De la Barré aber sieht keine Notwendigkeit. „Wir hatten Spendenzusagen für 15.000 Euro zusammen. Selbst das reichte Pastor Hölck nicht. Er wollte die Finanzierung der Defizite für fünf Jahre gesichert sehen“, sagt sie. „Das stimmt definitiv nicht“, sagt Hölck. Schriftliche Zusagen hätten ihm und dem Kirchenvorstand nie vorgelegen. „Es gab nur Gartenzaungespräche“, sagt Hölck. Ingrid Fischer, die ehrenamtlich in der Kinderstube mitarbeitet und die Spendenzusagen bei Marienthaler Geschäftsleuten „erbettelte“, bestätigt, dass es keine schriftlichen Zusagen gab. „Es tut mir zwar weh, aber der Pastor hat die besseren Argumente“, sagt sie. „Die Kinder werden mir fehlen.“
Hölck glaubt, dass eine nachhaltige Finanzierung auf Spendenbasis nicht erreichbar ist. „Die Mütter könnten aber einen Verein gründen, der die Kinderstube betreibt. Wir wären verrückt, wenn wir das behindern würden. Aber wir als Gemeinde können die Kinderstube nicht mehr bezahlen, auch aus Gründen der Gerechtigkeit nicht.“
Hölck spielt damit auf die von der Gemeinde betriebene Kita „Lüttenhaus“ am Wandsbeker Markt an, die nach dem üblichen Gutscheinsystem funktioniert und jedes Jahr „so plus minus Null“ abschließe. „Gemessen an dem, was wir in die Kinderstube stecken, müssten wir im Jahr 90.000 Euro in die Kita geben“, sagt Hölck. Für die Armen- und Obdachlosenspeisung hat die Gemeinde 50.000 Euro.

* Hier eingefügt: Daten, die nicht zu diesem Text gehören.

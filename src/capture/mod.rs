//! Camera capture module
//!
//! Frames arrive from a [`Camera`] on a camera-owned thread as borrowed
//! [`FrameBuffer`]s. The [`Viewfinder`] filters them, keeps the rolling frame
//! rate and forwards accepted frames to the encoder as pooled [`OwnedFrame`]s.

mod camera;
pub mod convert;
mod fps;
mod frame_pool;
mod synthetic;
mod viewfinder;

use serde::{Deserialize, Serialize};

pub use camera::{
    Camera, CameraGuard, CameraProvider, CameraUnit, FrameCallback, ViewfinderSettings,
};
pub use fps::{FpsReporter, FrameRateCounter, SECOND};
pub use frame_pool::FramePool;
pub use synthetic::{SyntheticCamera, SyntheticCameraProvider};
pub use viewfinder::Viewfinder;

#[derive(Debug, Clone, Copy, PartialEq, Eq, Hash, Serialize, Deserialize)]
#[serde(rename_all = "lowercase")]
pub enum PixelFormat {
    /// Y plane followed by an interleaved UV plane at half resolution.
    Nv12,
    /// Planar Y, U, V at 4:2:0.
    Yuv420p,
    Bgra,
}

impl PixelFormat {
    pub fn name(&self) -> &'static str {
        match self {
            PixelFormat::Nv12 => "nv12",
            PixelFormat::Yuv420p => "yuv420p",
            PixelFormat::Bgra => "bgra",
        }
    }

    /// Size in bytes of a tightly packed picture.
    ///
    /// Saturates at `usize::MAX`; use [`PixelFormat::checked_frame_size`]
    /// for dimensions that come from untrusted input.
    pub fn frame_size(&self, width: u32, height: u32) -> usize {
        self.checked_frame_size(width, height).unwrap_or(usize::MAX)
    }

    /// Size in bytes of a tightly packed picture, `None` on overflow.
    pub fn checked_frame_size(&self, width: u32, height: u32) -> Option<usize> {
        let (w, h) = (width as usize, height as usize);
        match self {
            PixelFormat::Nv12 | PixelFormat::Yuv420p => {
                let chroma = w.div_ceil(2).checked_mul(h.div_ceil(2))?.checked_mul(2)?;
                w.checked_mul(h)?.checked_add(chroma)
            }
            PixelFormat::Bgra => w.checked_mul(h)?.checked_mul(4),
        }
    }
}

impl std::fmt::Display for PixelFormat {
    fn fmt(&self, f: &mut std::fmt::Formatter<'_>) -> std::fmt::Result {
        f.write_str(self.name())
    }
}

#[derive(Debug, Clone, Copy)]
pub struct Plane<'a> {
    pub data: &'a [u8],
    pub stride: usize,
}

/// A frame delivered by the camera.
///
/// The pixel data belongs to the camera and is only valid for the duration
/// of the callback that hands it out.
#[derive(Debug, Clone, Copy)]
pub struct FrameBuffer<'a> {
    pub format: PixelFormat,
    pub width: u32,
    pub height: u32,
    /// Capture time in microseconds.
    pub timestamp: i64,
    pub planes: &'a [Plane<'a>],
}

/// Tightly packed YUV420P copy of an accepted frame.
pub struct OwnedFrame {
    pub data: Vec<u8>,
    pub width: u32,
    pub height: u32,
    pub pts: i64,
}

impl OwnedFrame {
    /// Borrow the Y, U and V planes.
    pub fn planes(&self) -> (&[u8], &[u8], &[u8]) {
        let (w, h) = (self.width as usize, self.height as usize);
        let y_size = w * h;
        let c_size = w.div_ceil(2) * h.div_ceil(2);
        let (y, rest) = self.data.split_at(y_size);
        let (u, v) = rest.split_at(c_size);
        (y, u, &v[..c_size])
    }
}

impl std::fmt::Debug for OwnedFrame {
    fn fmt(&self, f: &mut std::fmt::Formatter<'_>) -> std::fmt::Result {
        f.debug_struct("OwnedFrame")
            .field("width", &self.width)
            .field("height", &self.height)
            .field("pts", &self.pts)
            .field("size", &self.data.len())
            .finish()
    }
}
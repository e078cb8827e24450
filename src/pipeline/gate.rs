//! Read-after-write rendezvous between one writer and one reader.
//!
//! The encode session publishes after every append to the shared file; the
//! decode session waits here when a read returns nothing. A reader takes a
//! [`GateState`] snapshot *before* reading and waits for that snapshot to go
//! stale, so a publish that lands between the read and the wait is never
//! lost.

use std::sync::{Arc, Condvar, Mutex, MutexGuard, PoisonError};
use std::time::Duration;

#[derive(Debug, Clone, Copy, Default, PartialEq, Eq)]
pub struct GateState {
    /// Bumped on every publish.
    pub generation: u64,
    /// A writer is attached and may still append.
    pub writer_open: bool,
    /// The reader was told to stop waiting.
    pub reader_stopped: bool,
}

/// Why a wait ended.
#[derive(Debug, Clone, Copy, PartialEq, Eq)]
pub enum GateWait {
    /// New bytes were published.
    Published,
    /// The writer detached; whatever is in the file is all there will be.
    WriterClosed,
    /// The reader was stopped.
    Stopped,
    /// Nothing happened within the stall timeout.
    TimedOut,
}

#[derive(Debug)]
struct Shared {
    state: Mutex<GateState>,
    condvar: Condvar,
}

#[derive(Debug, Clone)]
pub struct ReadGate {
    shared: Arc<Shared>,
}

impl ReadGate {
    pub fn new() -> ReadGate {
        ReadGate {
            shared: Arc::new(Shared {
                state: Mutex::new(GateState::default()),
                condvar: Condvar::new(),
            }),
        }
    }

    fn lock(&self) -> MutexGuard<'_, GateState> {
        self.shared
            .state
            .lock()
            .unwrap_or_else(PoisonError::into_inner)
    }

    pub fn snapshot(&self) -> GateState {
        *self.lock()
    }

    /// Attach the writer. Readers keep waiting on empty reads from now on.
    pub fn open_writer(&self) {
        self.lock().writer_open = true;
    }

    /// Detach the writer and wake the reader. Idempotent.
    pub fn close_writer(&self) {
        let mut state = self.lock();
        if state.writer_open {
            state.writer_open = false;
            self.shared.condvar.notify_all();
        }
    }

    /// Announce that bytes were appended.
    pub fn publish(&self) {
        let mut state = self.lock();
        state.generation = state.generation.wrapping_add(1);
        self.shared.condvar.notify_all();
    }

    /// Unblock the reader for good. Idempotent.
    pub fn stop_reader(&self) {
        let mut state = self.lock();
        state.reader_stopped = true;
        self.shared.condvar.notify_all();
    }

    /// Block until the state differs from a snapshot taken with generation
    /// `seen`, or `timeout` elapses.
    pub fn wait(&self, seen: u64, timeout: Option<Duration>) -> GateWait {
        let pending = |s: &mut GateState| {
            !s.reader_stopped && s.writer_open && s.generation == seen
        };

        let guard = self.lock();
        let guard = match timeout {
            None => self
                .shared
                .condvar
                .wait_while(guard, pending)
                .unwrap_or_else(PoisonError::into_inner),
            Some(timeout) => {
                let (guard, result) = self
                    .shared
                    .condvar
                    .wait_timeout_while(guard, timeout, pending)
                    .unwrap_or_else(PoisonError::into_inner);
                if result.timed_out() {
                    return GateWait::TimedOut;
                }
                guard
            }
        };

        if guard.reader_stopped {
            GateWait::Stopped
        } else if guard.generation != seen {
            GateWait::Published
        } else {
            GateWait::WriterClosed
        }
    }
}

impl Default for ReadGate {
    fn default() -> Self {
        Self::new()
    }
}
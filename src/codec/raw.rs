//! Uncompressed YUV420P codec
//!
//! Every frame becomes one self-describing chunk:
//!
//! ```text
//! "RVF1" | width u32 | height u32 | pts i64 | length u32 | YUV420P bytes
//! ```
//!
//! All integers are big endian. The decoder reassembles chunks from any
//! byte ranges, so it tolerates truncated input.

use bytes::{Buf, BufMut, BytesMut};
use log::{debug, warn};
use std::collections::VecDeque;

use super::{
    Capabilities, CodecId, CodecProvider, DecodedFrame, DecoderSettings, EncodedChunk,
    EncoderSettings, VideoDecoder, VideoEncoder,
};
use crate::capture::{OwnedFrame, PixelFormat};
use crate::error::{PipelineError, Result};

const MAGIC: &[u8; 4] = b"RVF1";
const HEADER_LEN: usize = 24;

pub struct RawVideoProvider;

impl CodecProvider for RawVideoProvider {
    fn id(&self) -> CodecId {
        CodecId::RawVideo
    }

    fn capabilities(&self) -> Capabilities {
        Capabilities { truncated: true }
    }

    fn open_encoder(&self, settings: &EncoderSettings) -> Result<Box<dyn VideoEncoder>> {
        if settings.pixel_format != PixelFormat::Yuv420p {
            return Err(PipelineError::CodecOpenFailed(format!(
                "rawvideo encodes yuv420p, not {}",
                settings.pixel_format
            )));
        }
        if settings.width == 0 || settings.height == 0 {
            return Err(PipelineError::CodecOpenFailed(format!(
                "invalid dimensions {}x{}",
                settings.width, settings.height
            )));
        }
        Ok(Box::new(RawVideoEncoder {
            width: settings.width,
            height: settings.height,
            pending: VecDeque::new(),
        }))
    }

    fn open_decoder(&self, settings: &DecoderSettings) -> Result<Box<dyn VideoDecoder>> {
        if settings.pixel_format != PixelFormat::Yuv420p {
            return Err(PipelineError::CodecOpenFailed(format!(
                "rawvideo decodes to yuv420p, not {}",
                settings.pixel_format
            )));
        }
        Ok(Box::new(RawVideoDecoder {
            buffer: BytesMut::new(),
        }))
    }
}

pub struct RawVideoEncoder {
    width: u32,
    height: u32,
    pending: VecDeque<EncodedChunk>,
}

impl VideoEncoder for RawVideoEncoder {
    fn push(&mut self, frame: &OwnedFrame) -> Result<()> {
        let expected = PixelFormat::Yuv420p.frame_size(self.width, self.height);
        if frame.width != self.width || frame.height != self.height || frame.data.len() != expected
        {
            return Err(PipelineError::InvalidFrame(format!(
                "expected {}x{} ({} bytes), got {}x{} ({} bytes)",
                self.width,
                self.height,
                expected,
                frame.width,
                frame.height,
                frame.data.len()
            )));
        }

        let mut chunk = BytesMut::with_capacity(HEADER_LEN + frame.data.len());
        chunk.put_slice(MAGIC);
        chunk.put_u32(frame.width);
        chunk.put_u32(frame.height);
        chunk.put_i64(frame.pts);
        chunk.put_u32(frame.data.len() as u32);
        chunk.put_slice(&frame.data);

        self.pending.push_back(EncodedChunk {
            data: chunk.freeze(),
            keyframe: true,
        });
        Ok(())
    }

    fn take(&mut self) -> Result<Option<EncodedChunk>> {
        Ok(self.pending.pop_front())
    }

    fn flush(&mut self) -> Result<()> {
        Ok(())
    }
}

pub struct RawVideoDecoder {
    buffer: BytesMut,
}

impl RawVideoDecoder {
    /// Drop bytes until the buffer starts with the magic, keeping a possible
    /// partial magic at the end.
    fn resync(&mut self) {
        let skip = self.buffer[1..]
            .windows(MAGIC.len())
            .position(|w| w == MAGIC)
            .map(|p| p + 1)
            .unwrap_or_else(|| self.buffer.len().saturating_sub(MAGIC.len() - 1));
        warn!("rawvideo: lost sync, skipping {} bytes", skip);
        self.buffer.advance(skip);
    }
}

impl VideoDecoder for RawVideoDecoder {
    fn push(&mut self, data: &[u8]) -> Result<()> {
        self.buffer.extend_from_slice(data);
        Ok(())
    }

    fn take(&mut self) -> Result<Option<DecodedFrame>> {
        loop {
            if self.buffer.len() < MAGIC.len() {
                return Ok(None);
            }
            if &self.buffer[..MAGIC.len()] != MAGIC {
                self.resync();
                continue;
            }
            if self.buffer.len() < HEADER_LEN {
                return Ok(None);
            }

            let mut header = &self.buffer[MAGIC.len()..HEADER_LEN];
            let width = header.get_u32();
            let height = header.get_u32();
            let pts = header.get_i64();
            let len = header.get_u32() as usize;

            if PixelFormat::Yuv420p.checked_frame_size(width, height) != Some(len) {
                self.buffer.advance(MAGIC.len());
                return Err(PipelineError::Codec(format!(
                    "rawvideo: {} byte payload does not match {}x{}",
                    len, width, height
                )));
            }
            if self.buffer.len() < HEADER_LEN + len {
                return Ok(None);
            }

            self.buffer.advance(HEADER_LEN);
            let data = self.buffer.split_to(len).to_vec();
            return Ok(Some(DecodedFrame {
                data,
                width,
                height,
                pts,
            }));
        }
    }

    fn flush(&mut self) -> Result<()> {
        if !self.buffer.is_empty() {
            debug!(
                "rawvideo: discarding {} trailing bytes of an incomplete frame",
                self.buffer.len()
            );
            self.buffer.clear();
        }
        Ok(())
    }
}
//! Per-session counters

use std::sync::atomic::{AtomicU64, Ordering};
use std::time::{Duration, Instant};

/// Counters of one pipeline side: the viewfinder, an encode session or a
/// decode session.
///
/// Written from the worker and camera threads, read from anywhere.
#[derive(Debug)]
pub struct PipelineHealth {
    created: Instant,
    /// Microseconds after `created` of the last counted frame.
    last_frame: AtomicU64,
    frames: AtomicU64,
    bytes: AtomicU64,
    keyframes: AtomicU64,
    drops: AtomicU64,
    decode_failures: AtomicU64,
}

impl PipelineHealth {
    pub fn new() -> Self {
        Self {
            created: Instant::now(),
            last_frame: AtomicU64::new(0),
            frames: AtomicU64::new(0),
            bytes: AtomicU64::new(0),
            keyframes: AtomicU64::new(0),
            drops: AtomicU64::new(0),
            decode_failures: AtomicU64::new(0),
        }
    }

    /// A frame was accepted, encoded or presented.
    pub fn record_frame(&self, size: usize, keyframe: bool) {
        let now = self.created.elapsed().as_micros() as u64;
        self.last_frame.fetch_max(now, Ordering::Relaxed);
        self.frames.fetch_add(1, Ordering::Relaxed);
        self.bytes.fetch_add(size as u64, Ordering::Relaxed);
        if keyframe {
            self.keyframes.fetch_add(1, Ordering::Relaxed);
        }
    }

    /// A frame was rejected, or the encoder queue was full.
    pub fn record_frame_drop(&self) {
        self.drops.fetch_add(1, Ordering::Relaxed);
    }

    pub fn record_decode_failure(&self) {
        self.decode_failures.fetch_add(1, Ordering::Relaxed);
    }

    pub fn frames(&self) -> u64 {
        self.frames.load(Ordering::Relaxed)
    }

    pub fn bytes(&self) -> u64 {
        self.bytes.load(Ordering::Relaxed)
    }

    pub fn frame_drops(&self) -> u64 {
        self.drops.load(Ordering::Relaxed)
    }

    pub fn decode_failures(&self) -> u64 {
        self.decode_failures.load(Ordering::Relaxed)
    }

    /// Time since the last counted frame, or since creation if there was none.
    pub fn idle_for(&self) -> Duration {
        let last = Duration::from_micros(self.last_frame.load(Ordering::Relaxed));
        self.created.elapsed().saturating_sub(last)
    }

    pub fn is_stalled(&self, threshold: Duration) -> bool {
        self.idle_for() > threshold
    }

    pub fn summary(&self) -> HealthSummary {
        let frames = self.frames();
        let drops = self.frame_drops();
        HealthSummary {
            frames,
            bytes: self.bytes(),
            keyframes: self.keyframes.load(Ordering::Relaxed),
            drops,
            decode_failures: self.decode_failures(),
            drop_rate: match frames + drops {
                0 => 0.0,
                offered => drops as f64 * 100.0 / offered as f64,
            },
        }
    }
}

impl Default for PipelineHealth {
    fn default() -> Self {
        Self::new()
    }
}

#[derive(Debug, Clone, Default, PartialEq)]
pub struct HealthSummary {
    pub frames: u64,
    pub bytes: u64,
    pub keyframes: u64,
    pub drops: u64,
    pub decode_failures: u64,
    /// Percentage of offered frames that were dropped.
    pub drop_rate: f64,
}

impl std::fmt::Display for HealthSummary {
    fn fmt(&self, f: &mut std::fmt::Formatter<'_>) -> std::fmt::Result {
        write!(
            f,
            "{} frames, {} bytes, {} dropped ({:.1}%)",
            self.frames, self.bytes, self.drops, self.drop_rate
        )?;
        if self.decode_failures > 0 {
            write!(f, ", {} decode failures", self.decode_failures)?;
        }
        Ok(())
    }
}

An vier Tagen die Woche (montags bis donnerstags) gibt es warmes Essen im „Matthias-Claudius-Saal“ der Christuskirche am Wandsbeker Markt. Einen Euro müssen die Gäste zahlen, den Rest bringt die Gemeinde auf. 60 bis 80 Kunden kommen regelmäßig. Mit steigender Tendenz. Fünf Gehminuten entfernt wird gerade die Flüchtlingsunterkunft Litzowstraße mit 110 Plätzen bezogen. Ab August sollen an den ebenfalls in fünf Gehminuten zu erreichenden Bahngärten 140 weitere Flüchtlinge einquartiert werden. „Wir werden mehr Essen brauchen“, sagt Hölck. Auch unter den Hamburgern nimmt die Armut zu. „Wir sehen den Wandel in der Gesellschaft. Es kommen immer mehr Rentner und Menschen, die noch Arbeit haben, aber trotzdem nicht auskommen. Früher waren es fast nur Obdachlose.“
Montags bis Mittwoch wird das Essen geliefert. Der Preis pro Mahlzeit stieg jetzt von 2,80 Euro auf 3,10 Euro. „Wir stehen mit dem Rücken zur Wand“, sagt Hölck. Zwei hauptamtliche und zehn ehrenamtliche Mitarbeiter halten die Kirchenküche aufrecht. Donnerstags kommen die Jugendlichen von „Rückenwind“ zum Kochen. Eine Kleiderkammer, vor Jahren aufgegeben, will Hölck wieder einrichten. „Die Kirche kompensiert die Schattenseite von Hartz IV“, sagt er. „Es ist traurig, dass in unserer Gesellschaft das ‚Existenzminimum’ nicht zum existieren reicht.“
Seit 27 Jahren gibt es die Kirchenküche in der Christus-Kirchengemeinde. Ein „Leuchtturmprojekt“, für das die Gemeinde auf vieles verzichte, sagt Hölck. Im Juni wird es die Kinderstube sein.